Exercise directions
In the records below, find each line with the word "outcome" and copy it.

The data
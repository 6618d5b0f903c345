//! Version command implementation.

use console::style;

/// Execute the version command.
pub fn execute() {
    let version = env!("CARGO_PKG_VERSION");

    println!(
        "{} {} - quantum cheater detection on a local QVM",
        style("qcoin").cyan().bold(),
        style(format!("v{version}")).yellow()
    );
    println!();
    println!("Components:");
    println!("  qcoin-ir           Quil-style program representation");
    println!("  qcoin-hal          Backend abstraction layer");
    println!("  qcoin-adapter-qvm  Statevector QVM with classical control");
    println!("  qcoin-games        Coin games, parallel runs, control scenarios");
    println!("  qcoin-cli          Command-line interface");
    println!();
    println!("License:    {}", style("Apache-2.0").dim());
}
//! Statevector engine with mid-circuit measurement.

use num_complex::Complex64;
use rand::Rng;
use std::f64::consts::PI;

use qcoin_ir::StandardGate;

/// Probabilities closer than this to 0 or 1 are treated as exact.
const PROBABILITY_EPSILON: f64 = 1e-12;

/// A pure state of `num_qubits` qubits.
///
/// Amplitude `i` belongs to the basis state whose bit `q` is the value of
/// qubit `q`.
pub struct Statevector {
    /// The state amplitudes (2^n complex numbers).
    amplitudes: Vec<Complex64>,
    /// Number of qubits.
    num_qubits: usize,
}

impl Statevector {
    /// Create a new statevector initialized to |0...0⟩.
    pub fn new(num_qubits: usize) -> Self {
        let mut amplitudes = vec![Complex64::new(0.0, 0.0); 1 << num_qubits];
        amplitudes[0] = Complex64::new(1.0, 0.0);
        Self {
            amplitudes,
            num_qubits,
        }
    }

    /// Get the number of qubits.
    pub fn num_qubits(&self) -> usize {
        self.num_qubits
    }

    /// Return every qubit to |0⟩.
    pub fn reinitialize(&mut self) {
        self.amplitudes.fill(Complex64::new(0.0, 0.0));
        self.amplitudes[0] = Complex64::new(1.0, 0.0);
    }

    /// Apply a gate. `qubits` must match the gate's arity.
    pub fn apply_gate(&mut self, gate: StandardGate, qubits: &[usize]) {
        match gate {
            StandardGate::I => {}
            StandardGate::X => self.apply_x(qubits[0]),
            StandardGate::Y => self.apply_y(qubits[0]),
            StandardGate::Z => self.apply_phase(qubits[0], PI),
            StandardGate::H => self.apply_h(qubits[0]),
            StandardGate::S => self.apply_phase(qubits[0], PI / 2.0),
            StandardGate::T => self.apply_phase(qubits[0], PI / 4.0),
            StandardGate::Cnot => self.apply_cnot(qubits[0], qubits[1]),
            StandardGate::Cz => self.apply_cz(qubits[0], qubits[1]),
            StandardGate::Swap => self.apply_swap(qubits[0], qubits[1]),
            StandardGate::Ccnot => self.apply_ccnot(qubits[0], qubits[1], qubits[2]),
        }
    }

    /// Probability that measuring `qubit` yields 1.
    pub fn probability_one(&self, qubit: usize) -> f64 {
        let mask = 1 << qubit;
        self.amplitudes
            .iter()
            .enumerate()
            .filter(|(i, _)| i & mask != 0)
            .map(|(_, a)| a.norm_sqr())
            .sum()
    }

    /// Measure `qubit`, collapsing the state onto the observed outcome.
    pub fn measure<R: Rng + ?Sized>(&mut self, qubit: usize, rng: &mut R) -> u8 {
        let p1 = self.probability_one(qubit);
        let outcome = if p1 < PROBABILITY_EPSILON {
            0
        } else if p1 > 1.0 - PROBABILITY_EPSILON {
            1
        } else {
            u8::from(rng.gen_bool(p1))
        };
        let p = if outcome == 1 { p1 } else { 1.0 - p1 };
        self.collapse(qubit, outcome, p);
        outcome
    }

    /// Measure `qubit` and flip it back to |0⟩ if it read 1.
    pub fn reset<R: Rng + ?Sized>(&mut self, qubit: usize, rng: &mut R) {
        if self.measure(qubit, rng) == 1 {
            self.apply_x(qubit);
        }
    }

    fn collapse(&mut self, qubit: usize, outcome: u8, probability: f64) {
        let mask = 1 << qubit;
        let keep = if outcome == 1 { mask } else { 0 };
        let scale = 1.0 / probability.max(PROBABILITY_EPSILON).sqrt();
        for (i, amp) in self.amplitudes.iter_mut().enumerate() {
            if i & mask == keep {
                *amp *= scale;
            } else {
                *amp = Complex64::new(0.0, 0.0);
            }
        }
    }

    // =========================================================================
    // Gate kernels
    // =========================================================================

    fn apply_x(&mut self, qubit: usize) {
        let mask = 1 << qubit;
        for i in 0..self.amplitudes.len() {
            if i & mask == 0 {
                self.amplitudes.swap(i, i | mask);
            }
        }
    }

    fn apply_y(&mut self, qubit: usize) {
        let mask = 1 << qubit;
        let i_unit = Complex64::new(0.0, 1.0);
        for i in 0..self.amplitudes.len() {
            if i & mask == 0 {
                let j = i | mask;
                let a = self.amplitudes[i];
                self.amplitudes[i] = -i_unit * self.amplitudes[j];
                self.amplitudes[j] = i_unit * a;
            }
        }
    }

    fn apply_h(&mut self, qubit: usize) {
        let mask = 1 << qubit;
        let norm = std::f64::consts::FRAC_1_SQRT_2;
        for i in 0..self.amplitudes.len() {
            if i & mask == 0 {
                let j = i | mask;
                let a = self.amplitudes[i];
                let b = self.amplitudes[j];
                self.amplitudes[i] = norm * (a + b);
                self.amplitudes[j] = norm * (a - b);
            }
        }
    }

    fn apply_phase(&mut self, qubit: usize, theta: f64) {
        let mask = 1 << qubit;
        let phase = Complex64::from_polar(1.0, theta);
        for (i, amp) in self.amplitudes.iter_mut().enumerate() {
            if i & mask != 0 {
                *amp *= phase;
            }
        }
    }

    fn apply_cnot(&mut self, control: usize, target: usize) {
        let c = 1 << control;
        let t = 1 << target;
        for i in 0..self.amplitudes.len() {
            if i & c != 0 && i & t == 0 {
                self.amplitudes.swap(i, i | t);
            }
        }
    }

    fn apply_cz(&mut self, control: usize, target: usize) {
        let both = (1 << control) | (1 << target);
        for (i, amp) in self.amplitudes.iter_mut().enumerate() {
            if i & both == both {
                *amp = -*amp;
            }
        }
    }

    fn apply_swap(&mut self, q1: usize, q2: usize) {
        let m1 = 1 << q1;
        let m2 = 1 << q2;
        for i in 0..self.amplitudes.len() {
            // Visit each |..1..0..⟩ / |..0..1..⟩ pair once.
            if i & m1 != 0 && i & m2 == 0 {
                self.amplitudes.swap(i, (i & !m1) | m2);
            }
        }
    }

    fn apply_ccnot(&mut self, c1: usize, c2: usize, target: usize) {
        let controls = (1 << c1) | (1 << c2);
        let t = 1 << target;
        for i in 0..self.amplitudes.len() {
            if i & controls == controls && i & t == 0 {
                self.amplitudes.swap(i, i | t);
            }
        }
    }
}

--

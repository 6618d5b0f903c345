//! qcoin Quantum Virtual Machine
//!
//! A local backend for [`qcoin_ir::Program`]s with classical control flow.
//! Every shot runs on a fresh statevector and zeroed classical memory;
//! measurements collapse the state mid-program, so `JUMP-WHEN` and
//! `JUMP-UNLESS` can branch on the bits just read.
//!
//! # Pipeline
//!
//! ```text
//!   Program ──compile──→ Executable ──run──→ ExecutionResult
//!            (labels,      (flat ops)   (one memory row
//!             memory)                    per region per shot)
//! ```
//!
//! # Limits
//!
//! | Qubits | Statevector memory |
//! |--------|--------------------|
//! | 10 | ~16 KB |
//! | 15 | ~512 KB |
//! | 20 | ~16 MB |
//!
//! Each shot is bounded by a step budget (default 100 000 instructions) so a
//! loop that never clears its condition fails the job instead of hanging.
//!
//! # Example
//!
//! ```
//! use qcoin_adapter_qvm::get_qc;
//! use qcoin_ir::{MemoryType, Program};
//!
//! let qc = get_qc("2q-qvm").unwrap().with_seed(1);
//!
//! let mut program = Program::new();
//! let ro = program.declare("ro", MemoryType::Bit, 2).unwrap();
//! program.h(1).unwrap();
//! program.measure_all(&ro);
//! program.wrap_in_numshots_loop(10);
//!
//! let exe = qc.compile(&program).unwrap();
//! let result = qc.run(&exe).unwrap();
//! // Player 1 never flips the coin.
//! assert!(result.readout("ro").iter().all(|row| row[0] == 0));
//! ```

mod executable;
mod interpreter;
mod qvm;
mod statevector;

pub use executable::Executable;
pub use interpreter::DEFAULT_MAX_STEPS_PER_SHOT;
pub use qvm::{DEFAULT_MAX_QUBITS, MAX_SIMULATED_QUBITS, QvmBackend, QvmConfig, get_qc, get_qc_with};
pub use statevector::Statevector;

Solution to this problem
    /// Measure `qubit`, collapsing the state onto the observed outcome.
        let outcome = if p1 < PROBABILITY_EPSILON {
        let p = if outcome == 1 { p1 } else { 1.0 - p1 };
        self.collapse(qubit, outcome, p);
        outcome
    fn collapse(&mut self, qubit: usize, outcome: u8, probability: f64) {
        let keep = if outcome == 1 { mask } else { 0 };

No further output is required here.